Attention Deficit Hyperactivity Disorder (ADHD), is a neurodevelopmental brain disorder that affects attention, impulsivity, thoughts and emotional processes, and how a person responds to their external environment.
The neurodevelopmental disorder does not have a known cure, but many treatment options for the management of ADHD have been developed. Treatments range from
behavioural intervention to medical intervention. Some report that medication alone significantly reduces the impact ADHD has on their lives, however many experts report that medication is not enough. Extensive research supports that including psychotherapeutic and behavioural interventions alongside medical treatment is important and has the most significant impact on a person’s life.
In this blog, we will discuss the various options for medical, behavioural and
psychotherapeutic interventions that can support both adults and children to manage their ADHD symptoms.
It is possible to manage symptoms of ADHD without medication. However, there is a substantial body of evidence that suggests that a combination of natural remedies and medicines have the most significant impact on managing ADHD symptoms.
There are 5 types of medicines licensed for the treatment of ADHD. Medical recommendations can vary based on many factors, one of them being the age at which an individual is diagnosed.
These medicines can significantly relieve the symptoms of ADHD, meaning they have a largely reduced impact on a person’s day-to-day life. However, this form of treatment may not be everyone’s choice or may not be enough on its own. There are lots of ways to manage ADHD symptoms without medical treatment.
What options are available to those who are living with ADHD if they are not able to, or less inclined, to take medication?

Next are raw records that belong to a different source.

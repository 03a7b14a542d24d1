//! Derived totals over a cart snapshot.
//!
//! These are pure functions of the supplied line items. Currency formatting
//! is left to the presentation layer; only the raw numbers live here.

use crate::item::LineItem;

/// Sum of `quantity` across all line items.
///
/// Can be negative when quantities have been decremented below zero.
/// Saturates instead of overflowing.
pub fn item_count(items: &[LineItem]) -> i64 {
    items
        .iter()
        .fold(0i64, |count, item| count.saturating_add(item.quantity))
}

/// Sum of `price * quantity` across all line items.
pub fn subtotal(items: &[LineItem]) -> f64 {
    items.iter().map(LineItem::line_total).sum()
}

/// Item count and subtotal computed together.
#[derive(Debug, Clone, Copy, Default, PartialEq)]
pub struct Totals {
    pub item_count: i64,
    pub subtotal: f64,
}

impl Totals {
    pub fn of(items: &[LineItem]) -> Self {
        Self {
            item_count: item_count(items),
            subtotal: subtotal(items),
        }
    }
}
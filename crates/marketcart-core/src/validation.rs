//! Structural validation of line items arriving from outside the process.

use std::collections::HashSet;

use crate::error::{CoreError, Result};
use crate::item::LineItem;

/// Check that no two line items share an id.
///
/// Items built through [`crate::Cart`] mutations always satisfy this; a
/// stored snapshot is only trusted after passing it.
pub fn validate_items(items: &[LineItem]) -> Result<()> {
    let mut seen = HashSet::with_capacity(items.len());
    for item in items {
        if !seen.insert(&item.id) {
            return Err(CoreError::DuplicateId(item.id.clone()));
        }
    }
    Ok(())
}
//! Proptest generators for property-based testing.

use proptest::prelude::*;

use marketcart_core::{Cart, Mutation, Product, ProductId};

/// Ids drawn from a small pool so that merges and hits are common.
pub fn product_id() -> impl Strategy<Value = ProductId> {
    prop::sample::select(vec!["a", "b", "c", "d", "e"]).prop_map(ProductId::from)
}

/// A non-negative price in quarter steps.
///
/// Quarters are exact in binary, so snapshot round-trips compare equal.
pub fn price() -> impl Strategy<Value = f64> {
    (0u32..40_000).prop_map(|quarters| f64::from(quarters) * 0.25)
}

/// A product with random metadata.
pub fn product() -> impl Strategy<Value = Product> {
    (product_id(), "[A-Za-z ]{1,24}", "[a-z]{1,12}", price()).prop_map(
        |(id, title, image, price)| Product {
            id,
            title,
            image_url: format!("https://cdn.example.com/{image}.png"),
            price,
        },
    )
}

/// One cart operation.
#[derive(Debug, Clone)]
pub enum CartOp {
    Add(Product),
    Increment(ProductId),
    Decrement(ProductId),
}

impl CartOp {
    /// Apply to a plain cart.
    pub fn apply(&self, cart: &mut Cart) -> Mutation {
        match self {
            CartOp::Add(product) => cart.add(product.clone()),
            CartOp::Increment(id) => cart.increment(id),
            CartOp::Decrement(id) => cart.decrement(id),
        }
    }

    pub fn id(&self) -> &ProductId {
        match self {
            CartOp::Add(product) => &product.id,
            CartOp::Increment(id) | CartOp::Decrement(id) => id,
        }
    }
}

pub fn cart_op() -> impl Strategy<Value = CartOp> {
    prop_oneof![
        2 => product().prop_map(CartOp::Add),
        1 => product_id().prop_map(CartOp::Increment),
        1 => product_id().prop_map(CartOp::Decrement),
    ]
}

/// A sequence of up to `max_len` operations.
pub fn cart_ops(max_len: usize) -> impl Strategy<Value = Vec<CartOp>> {
    prop::collection::vec(cart_op(), 0..=max_len)
}

/// Apply a sequence of operations to a fresh cart.
pub fn apply_ops(ops: &[CartOp]) -> Cart {
    let mut cart = Cart::new();
    for op in ops {
        op.apply(&mut cart);
    }
    cart
}
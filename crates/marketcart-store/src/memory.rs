//! In-memory implementation of the KvStore trait.
//!
//! Same semantics as SQLite but nothing survives the process.

use std::collections::HashMap;
use std::sync::RwLock;

use async_trait::async_trait;

use crate::error::{Result, StoreError};
use crate::traits::KvStore;

/// In-memory store implementation.
///
/// All data is lost when the store is dropped. Thread-safe via RwLock.
#[derive(Debug, Default)]
pub struct MemoryStore {
    entries: RwLock<HashMap<String, String>>,
}

impl MemoryStore {
    /// Create a new empty in-memory store.
    pub fn new() -> Self {
        Self::default()
    }

    /// Create a store pre-populated with a single entry.
    pub fn with_entry(key: impl Into<String>, value: impl Into<String>) -> Self {
        let store = Self::new();
        if let Ok(mut entries) = store.entries.write() {
            entries.insert(key.into(), value.into());
        }
        store
    }

    /// Number of stored keys.
    pub fn len(&self) -> Result<usize> {
        Ok(self.entries.read().map_err(poisoned)?.len())
    }

    pub fn is_empty(&self) -> Result<bool> {
        Ok(self.len()? == 0)
    }
}

fn poisoned<E: std::fmt::Display>(e: E) -> StoreError {
    StoreError::Backend(format!("lock poisoned: {}", e))
}

#[async_trait]
impl KvStore for MemoryStore {
    async fn get(&self, key: &str) -> Result<Option<String>> {
        let entries = self.entries.read().map_err(poisoned)?;
        Ok(entries.get(key).cloned())
    }

    async fn set(&self, key: &str, value: &str) -> Result<()> {
        let mut entries = self.entries.write().map_err(poisoned)?;
        entries.insert(key.to_owned(), value.to_owned());
        Ok(())
    }
}
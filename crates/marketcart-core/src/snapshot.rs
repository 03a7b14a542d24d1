//! Snapshot encoding: the persisted form of a cart.
//!
//! A snapshot is a JSON array of line item objects with the fields
//! `id`, `title`, `image_url`, `price` and `quantity`. Snapshots are always
//! written whole; there are no deltas.
//!
//! Decoding is strict ([`decode`]) but loading is forgiving
//! ([`decode_or_empty`]): an absent or malformed snapshot yields an empty
//! cart together with a [`SnapshotStatus`] describing what happened.

use crate::cart::Cart;
use crate::error::{CoreError, Result};
use crate::item::LineItem;
use crate::validation::validate_items;

/// Default storage namespace.
pub const DEFAULT_NAMESPACE: &str = "@GoMarketPlace";

/// Suffix appended to the namespace to form the cart's storage key.
const PRODUCTS_SUFFIX: &str = "products";

/// The fixed key a cart snapshot lives under for a given namespace.
pub fn storage_key(namespace: &str) -> String {
    format!("{namespace}:{PRODUCTS_SUFFIX}")
}

/// Encode a cart as a JSON snapshot.
pub fn encode(cart: &Cart) -> Result<String> {
    serde_json::to_string(cart).map_err(|e| CoreError::Encoding(e.to_string()))
}

/// Decode and validate a JSON snapshot.
pub fn decode(raw: &str) -> Result<Cart> {
    let items: Vec<LineItem> =
        serde_json::from_str(raw).map_err(|e| CoreError::Decoding(e.to_string()))?;
    validate_items(&items)?;
    Ok(Cart::from_items_unchecked(items))
}

/// What loading a stored snapshot produced.
#[derive(Debug, Clone, PartialEq, Eq)]
pub enum SnapshotStatus {
    /// A snapshot was found and restored with this many line items.
    Restored(usize),
    /// Nothing was stored under the key.
    Absent,
    /// A value was stored but could not be decoded; the cart starts empty.
    Discarded(String),
    /// The store itself could not be read.
    Unavailable(String),
}

impl SnapshotStatus {
    pub fn is_restored(&self) -> bool {
        matches!(self, SnapshotStatus::Restored(_))
    }
}

/// Decode an optional stored value, falling back to an empty cart.
pub fn decode_or_empty(raw: Option<&str>) -> (Cart, SnapshotStatus) {
    match raw {
        None => (Cart::new(), SnapshotStatus::Absent),
        Some(raw) => match decode(raw) {
            Ok(cart) => {
                let count = cart.len();
                (cart, SnapshotStatus::Restored(count))
            }
            Err(e) => (Cart::new(), SnapshotStatus::Discarded(e.to_string())),
        },
    }
}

Behaviour therapy addresses specific difficulties with behaviours that can cause problems for someone with ADHD. Behaviour therapy is largely used with children with ADHD and helps children to learn skills that will help them manage their symptoms of ADHD better. Behavioural skills can include learning to structure the child’s day, in all environments, establishing a routine, using a reward system to encourage positive behaviours.
Behaviour therapy usually involves the child’s family network; educating the whole family on how to support the child to manage their ADHD better. It is important to note that behaviour therapy won’t affect how a child or adult with ADHD’s brain works, but it can help empower them to take better control and manage their symptoms. The skills learned in behaviour therapy can make it easier for a child with ADHD to succeed in areas such as school and relationships.
CBT is the most common type of psychotherapeutic treatment for adults with ADHD. Those who grow up with ADHD, particularly those who have not had it diagnosed until later in life, are likely to encounter more setbacks than their neuro-typical peers. Often, people with ADHD will report a negative comparison to others and may develop low self-esteem. CBT can help to improve self-esteem by bringing the client’s attention to how unhelpful thought patterns can trigger anxiety, exacerbate ADHD symptoms and engagement with unhelpful behaviours.
The behaviour aspect of CBT focuses on similar areas of the behaviour therapy mentioned above. This can involve learning skills to improve scheduling, task completion, problem solving and decision making. CBT for adults has a substantial body of research supporting its efficacy, particularly with those hoping to manage their symptoms of ADHD. Learning to regulate and manage difficult emotions can have a life-changing impact on reducing and managing unhelpful behaviours.
Diet and exercise can both play a significant role in terms of how your body responds to ADHD symptoms. There are some particular food types, acids and vitamins that can have a positive impact on the function of ADHD brains of both adults and children:
When it comes to exercise, it’s no secret that this can benefit all of us. For those with ADHD however, increased endorphins is not the only positive effect. Exercise also elevates the levels of dopamine, norepinephrine and serotonin in the brain, which all work towards increasing focus and attention. Even short bouts of mild exercise can help people with ADHD to improve their attention spans.
ADHD is a neurodevelopmental disorder, which means that for those affected, the brain functions differently compared to those who have developed neurotypically.
Brain training exercises have become increasingly common with the growing accessibility of tablets and smartphones, and are proving to be highly effective. Specific brain functions that people with ADHD tend to struggle with such as problem solving, attention, reading comprehension and memory can each be explored and improved upon with simple games, tests and other exercises. Brain training programmes have been said to improve focus, help with memory and support other important cognitive functions in those with ADHD (and those without).
Mindfulness and meditation is another form of ‘brain training’ in that one teaches oneself to stay in the present and stop the mind from wandering. While it is mostly helpful in terms of reducing stress, mindfulness practice can also help people with ADHD to work on improving attention and allow them to adopt a more positive mindset that can help them get through each day.
In summary, the effectiveness of different ADHD treatments will vary depending on the patient and their specific needs, but it is believed that a combination of both natural remedies and lifestyle choices along with the right medication can have the best and most helpful impact.